[Congressional Record Volume 140, Number 146 (Saturday, October 8, 1994)]
[Extensions of Remarks]
[Page E]
From the Congressional Record Online through the Government Printing Office [www.gpo.gov]
[Congressional Record: October 8, 1994]
From the Congressional Record Online via GPO Access [wais.access.gpo.gov]
ATTACK-DOG JOURNALISM
______
HON. ROBERT K. DORNAN
of california
in the house of representatives
Friday, October 7, 1994
Mr. DORNAN. Mr. Speaker, it has often been said, and rightly so, that
if a man loses his good name he loses everything. And with the advent
of attack-dog journalism it has become harder and harder for those of
us in public office to defend our good names and reputations. When
accusations are made they are front page news. When those accusations
turn out to be false, the corrections--if you get one that is--will be
tucked away deep in the bowels of some obscure section that nobody
reads. As former Secretary of Labor Ray Donovan said after being
acquitted on bogus charges, ``Where do I go to get my good name back?''
I remember when terrorism specialist Steve Emerson totally
demolished, beyond a shadow of a doubt, Time magazine's outrageous
story on the now infamous phony October Surprise conspiracy theory.
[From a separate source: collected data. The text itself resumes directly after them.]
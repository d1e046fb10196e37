//! Dependency initialization and wiring for the anchor graph service.

use std::env;
use std::sync::Arc;

use anchor_graph_engine::{EngineConfig, Registry, Scheduler, WalkerRegistry, registry};
use anchor_graph_repository::{DocumentStore, InMemoryStore, PostgresStore};
use tracing::{info, warn};

use crate::errors::ServiceError;

/// Default Postgres pool size.
const DEFAULT_DATABASE_MAX_CONNECTIONS: u32 = 10;

/// Which document store backs the graph.
#[derive(Debug, Clone, Copy, PartialEq, Eq)]
pub enum StoreBackend {
    /// Process-local store; contents are lost on exit.
    Memory,
    /// PostgreSQL with JSONB documents.
    Postgres,
}

impl StoreBackend {
    /// Parse the backend from the `STORE_BACKEND` environment variable.
    ///
    /// Valid values: "memory" or "postgres" (case-insensitive).
    /// Defaults to "memory" if not set or invalid.
    pub fn from_env() -> Self {
        match env::var("STORE_BACKEND")
            .unwrap_or_else(|_| "memory".to_string())
            .to_lowercase()
            .as_str()
        {
            "memory" | "in-memory" => Self::Memory,
            "postgres" | "postgresql" => Self::Postgres,
            _ => {
                warn!("Invalid STORE_BACKEND, defaulting to 'memory'");
                Self::Memory
            }
        }
    }
}

/// Container for all initialized dependencies.
pub struct Dependencies {
    pub store: Arc<dyn DocumentStore>,
    pub config: EngineConfig,
    /// Walkers available to the scheduler; register before running.
    pub walkers: Arc<WalkerRegistry>,
    pub scheduler: Arc<Scheduler>,
}

impl Dependencies {
    /// Initialize all dependencies from environment variables.
    ///
    /// Installs the store as the process-wide default and makes sure the
    /// system roots exist.
    ///
    /// # Environment Variables
    ///
    /// - `STORE_BACKEND`: "memory" or "postgres" (default: memory)
    /// - `DATABASE_URL`: Postgres connection string (required for postgres)
    /// - `DATABASE_MAX_CONNECTIONS`: Postgres pool size (default: 10)
    /// - Engine settings, see [`EngineConfig::from_env`]
    ///
    /// # Returns
    ///
    /// * `Ok(Dependencies)` - Initialized dependencies
    /// * `Err(ServiceError)` - If the store cannot be reached or bootstrapped
    pub async fn new() -> Result<Self, ServiceError> {
        let backend = StoreBackend::from_env();
        let config = EngineConfig::from_env();

        info!(
            backend = ?backend,
            max_transaction_retry = config.max_transaction_retry,
            scheduler_poll_interval_ms = config.scheduler_poll_interval.as_millis() as u64,
            "Initializing dependencies"
        );

        let store = Self::connect_store(backend).await?;
        Self::with_store(store, config).await
    }

    /// Wire the service around an existing store.
    pub async fn with_store(
        store: Arc<dyn DocumentStore>,
        config: EngineConfig,
    ) -> Result<Self, ServiceError> {
        registry::install(Arc::clone(&store));
        Registry::new(Arc::clone(&store))
            .ensure_system_roots(config.max_transaction_retry)
            .await?;

        let walkers = Arc::new(WalkerRegistry::new());
        let scheduler = Arc::new(Scheduler::new(
            Arc::clone(&store),
            Arc::clone(&walkers),
            config.clone(),
        ));

        Ok(Self {
            store,
            config,
            walkers,
            scheduler,
        })
    }

    async fn connect_store(backend: StoreBackend) -> Result<Arc<dyn DocumentStore>, ServiceError> {
        match backend {
            StoreBackend::Memory => {
                warn!("Using the in-memory store; nothing survives a restart");
                Ok(Arc::new(InMemoryStore::new()))
            }
            StoreBackend::Postgres => {
                let database_url = env::var("DATABASE_URL")
                    .map_err(|_| ServiceError::config("DATABASE_URL must be set for postgres"))?;
                let max_connections = env::var("DATABASE_MAX_CONNECTIONS")
                    .ok()
                    .and_then(|v| v.parse::<u32>().ok())
                    .unwrap_or(DEFAULT_DATABASE_MAX_CONNECTIONS);

                let store = PostgresStore::connect(&database_url, max_connections).await?;
                store.migrate().await?;
                info!("Postgres store connected and migrated");
                Ok(Arc::new(store))
            }
        }
    }
}
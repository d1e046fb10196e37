use std::fmt;
use std::str::FromStr;

use serde::de::{self, Visitor};
use serde::{Deserialize, Deserializer, Serialize, Serializer};
use thiserror::Error;

use crate::types::object_id::ObjectId;

/// Errors raised while decoding reference strings and object ids.
#[derive(Debug, Clone, PartialEq, Eq, Error)]
pub enum ReferenceError {
    #[error("Malformed reference: {0}")]
    Malformed(String),

    #[error("Unknown anchor prefix: {0}")]
    UnknownPrefix(String),

    #[error("Invalid object id: {0}")]
    InvalidObjectId(String),
}

/// The closed set of persisted anchor kinds.
///
/// Each kind owns one collection in the document store and one prefix in the
/// canonical reference string.
#[derive(Debug, Clone, Copy, PartialEq, Eq, Hash, PartialOrd, Ord, Serialize, Deserialize)]
#[serde(rename_all = "lowercase")]
pub enum AnchorKind {
    Node,
    Edge,
    Object,
    Walker,
}

impl AnchorKind {
    pub const ALL: [AnchorKind; 4] = [
        AnchorKind::Node,
        AnchorKind::Edge,
        AnchorKind::Object,
        AnchorKind::Walker,
    ];

    pub fn prefix(&self) -> &'static str {
        match self {
            AnchorKind::Node => "n",
            AnchorKind::Edge => "e",
            AnchorKind::Object => "o",
            AnchorKind::Walker => "w",
        }
    }

    /// Name of the collection (table) holding documents of this kind.
    pub fn collection(&self) -> &'static str {
        match self {
            AnchorKind::Node => "node",
            AnchorKind::Edge => "edge",
            AnchorKind::Object => "object",
            AnchorKind::Walker => "walker",
        }
    }

    pub fn from_prefix(prefix: &str) -> Result<Self, ReferenceError> {
        match prefix {
            "n" => Ok(AnchorKind::Node),
            "e" => Ok(AnchorKind::Edge),
            "o" => Ok(AnchorKind::Object),
            "w" => Ok(AnchorKind::Walker),
            other => Err(ReferenceError::UnknownPrefix(other.to_string())),
        }
    }
}

/// Canonical external address of an anchor: `<prefix>:<name-or-empty>:<hex id>`.
///
/// Links between anchors are stored as references, which carry the type
/// name alongside the id so that type filters can be applied without
/// loading the linked document.
#[derive(Debug, Clone, PartialEq, Eq, Hash)]
pub struct Reference {
    pub kind: AnchorKind,
    pub name: Option<String>,
    pub id: ObjectId,
}

impl Reference {
    pub fn new(kind: AnchorKind, name: Option<String>, id: ObjectId) -> Self {
        Self { kind, name, id }
    }

    pub fn node(name: Option<String>, id: ObjectId) -> Self {
        Self::new(AnchorKind::Node, name, id)
    }

    pub fn edge(name: Option<String>, id: ObjectId) -> Self {
        Self::new(AnchorKind::Edge, name, id)
    }

    /// Type name, empty for untyped anchors.
    pub fn type_name(&self) -> &str {
        self.name.as_deref().unwrap_or("")
    }
}

impl FromStr for Reference {
    type Err = ReferenceError;

    fn from_str(s: &str) -> Result<Self, Self::Err> {
        let parts: Vec<&str> = s.split(':').collect();
        let [prefix, name, id] = parts.as_slice() else {
            return Err(ReferenceError::Malformed(s.to_string()));
        };

        let kind = AnchorKind::from_prefix(prefix)?;
        let id = ObjectId::from_hex(id)?;
        let name = if name.is_empty() {
            None
        } else {
            Some((*name).to_string())
        };

        Ok(Self { kind, name, id })
    }
}

impl fmt::Display for Reference {
    fn fmt(&self, f: &mut fmt::Formatter<'_>) -> fmt::Result {
        write!(f, "{}:{}:{}", self.kind.prefix(), self.type_name(), self.id)
    }
}

impl Serialize for Reference {
    fn serialize<S: Serializer>(&self, serializer: S) -> Result<S::Ok, S::Error> {
        serializer.collect_str(self)
    }
}

impl<'de> Deserialize<'de> for Reference {
    fn deserialize<D: Deserializer<'de>>(deserializer: D) -> Result<Self, D::Error> {
        struct ReferenceVisitor;

        impl Visitor<'_> for ReferenceVisitor {
            type Value = Reference;

            fn expecting(&self, f: &mut fmt::Formatter<'_>) -> fmt::Result {
                f.write_str("a `<prefix>:<name>:<id>` reference string")
            }

            fn visit_str<E: de::Error>(self, value: &str) -> Result<Reference, E> {
                value.parse().map_err(E::custom)
            }
        }

        deserializer.deserialize_str(ReferenceVisitor)
    }
}

#[cfg(test)]
mod tests {
    use super::*;

    #[test]
    fn test_parse_typed_node_reference() {
        let reference: Reference = "n:Person:507f1f77bcf86cd799439011".parse().unwrap();

        assert_eq!(reference.kind, AnchorKind::Node);
        assert_eq!(reference.name.as_deref(), Some("Person"));
        assert_eq!(reference.id.to_hex(), "507f1f77bcf86cd799439011");
        assert_eq!(reference.to_string(), "n:Person:507f1f77bcf86cd799439011");
    }

    #[test]
    fn test_parse_untyped_edge_reference() {
        let reference: Reference = "e::507f1f77bcf86cd799439011".parse().unwrap();

        assert_eq!(reference.kind, AnchorKind::Edge);
        assert_eq!(reference.name, None);
        assert_eq!(reference.to_string(), "e::507f1f77bcf86cd799439011");
    }

    #[test]
    fn test_walker_handle_prefix() {
        let id = ObjectId::new();
        let handle = Reference::new(AnchorKind::Walker, Some("async_walker".into()), id);

        assert!(handle.to_string().starts_with("w:async_walker:"));
    }

    #[test]
    fn test_malformed_references_are_rejected() {
        assert!(matches!(
            "n:Person".parse::<Reference>(),
            Err(ReferenceError::Malformed(_))
        ));
        assert!(matches!(
            "x::507f1f77bcf86cd799439011".parse::<Reference>(),
            Err(ReferenceError::UnknownPrefix(_))
        ));
        assert!(matches!(
            "n::not-hex".parse::<Reference>(),
            Err(ReferenceError::InvalidObjectId(_))
        ));
        assert!(matches!(
            "n:a:b:507f1f77bcf86cd799439011".parse::<Reference>(),
            Err(ReferenceError::Malformed(_))
        ));
    }

    #[test]
    fn test_reference_serializes_as_string() {
        let reference: Reference = "n:A:507f1f77bcf86cd799439011".parse().unwrap();
        let value = serde_json::to_value(&reference).unwrap();

        assert_eq!(value, serde_json::json!("n:A:507f1f77bcf86cd799439011"));
        assert_eq!(serde_json::from_value::<Reference>(value).unwrap(), reference);
    }
}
Emerson proved that Time had been shamelessly used by agent
provocateurs and con artists. Yet, incredibly, Time stuck by its story.
When a major news magazine refuses to admit its most obvious and
blatant errors, something is drastically wrong. But it is a perfect
example of how difficult it is to get satisfaction from the media.
I have certainly had my troubles with the Los Angeles Times over the
years. It seems they simply cannot get over the fact that the people of
central Orange County would want to be represented by a conservative,
and they have done their best over the years to see me defeated, all to
no avail. During that time the L.A. Times has written many stories
about me. For the most part they have been somewhat fair, though many
have been biased. But in a certain few cases they have exhibited a
reckless disregard for the truth and have distorted facts to conform to
their biased notion of who Bob Dornan is. Tonight, I want to take some
time to set the record straight on three falsehoods that the L.A. Times
continually perpetuates. For the sake of my honor and my good name.
Recently, I was explaining to an L.A. Times reporter who was writing
a short political piece on me, why I have always been leery of speaking
with L.A. Times reporters during in all of my eight previous House
races. Now in race number nine I am on my guard again. I have never
really had a skilled, focused, mature and competitive Democratic
opponent. So young L.A. Times reporters take it upon themselves every
election year to go after me, and close up the point spread in my re-
elections. The result? Times articles on me always become the number
one weapon used by my opponents in their campaign literature and phone
banks. Every even numbered year I ask the L.A. Times reporters, ``Why?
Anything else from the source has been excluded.